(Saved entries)
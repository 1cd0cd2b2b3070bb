#![deny(
    unsafe_code,
    missing_docs,
    dead_code,
    unused_results,
    non_snake_case,
    unreachable_pub
)]

//! Walks the hero toward its move order.

use log::trace;
use nova_defence_core::geometry::{angle_to_target, distance_2d, grounded, normalize};
use nova_defence_world::World;

/// Ground distance under which the hero snaps onto its destination.
pub const ARRIVAL_EPSILON: f32 = 0.1;

/// Hero movement system.
#[derive(Debug, Default)]
pub struct HeroMovement;

impl HeroMovement {
    /// Creates the hero movement system.
    #[must_use]
    pub fn new() -> Self {
        Self
    }

    /// Steps the hero toward its destination without overshooting it.
    pub fn handle(&mut self, world: &mut World, dt: f32) {
        let hero = world.hero_mut();
        if !hero.is_moving {
            return;
        }
        let Some(destination) = hero.target_position else {
            hero.is_moving = false;
            return;
        };

        let distance = distance_2d(hero.position, destination);
        if distance < ARRIVAL_EPSILON {
            hero.position = grounded(destination);
            hero.target_position = None;
            hero.is_moving = false;
            trace!("hero {} arrived", hero.id.get());
            return;
        }

        hero.rotation = angle_to_target(hero.position, destination);
        let heading = normalize(grounded(destination - hero.position));
        let step = (hero.speed * dt).min(distance);
        hero.position = grounded(hero.position + heading * step);
    }
}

### TASK STATEMENT
Would you please reproduce the entries above word for word?

### TASK ANSWER
repository 1cd0cd2b2b3070bb
#![deny(
    unsafe_code,
    missing_docs,
    dead_code,
    unused_results,
    non_snake_case,
    unreachable_pub
)]

//! Walks the hero toward its move order.

use log::trace;
use nova_defence_core::geometry::{angle_to_target, distance_2d, grounded, normalize};
use nova_defence_world::World;

/// Ground distance under which the hero snaps onto its destination.
pub const ARRIVAL_EPSILON: f32 = 0.1;

/// Hero movement system.
#[derive(Debug, Default)]
pub struct HeroMovement;

impl HeroMovement {
    /// Creates the hero movement system.
    #[must_use]
    pub fn new() -> Self {
        Self
    }

    /// Steps the hero toward its destination without overshooting it.
    pub fn handle(&mut self, world: &mut World, dt: f32) {
        let hero = world.hero_mut();
        if !hero.is_moving {
            return;
        }
        let Some(destination) = hero.target_position else {
            hero.is_moving = false;
            return;
        };

        let distance = distance_2d(hero.position, destination);
        if distance < ARRIVAL_EPSILON {
            hero.position = grounded(destination);
            hero.target_position = None;
            hero.is_moving = false;
            trace!("hero {} arrived", hero.id.get());
            return;
        }

        hero.rotation = angle_to_target(hero.position, destination);
        let heading = normalize(grounded(destination - hero.position));
        let step = (hero.speed * dt).min(distance);
        hero.position = grounded(hero.position + heading * step);
    }
}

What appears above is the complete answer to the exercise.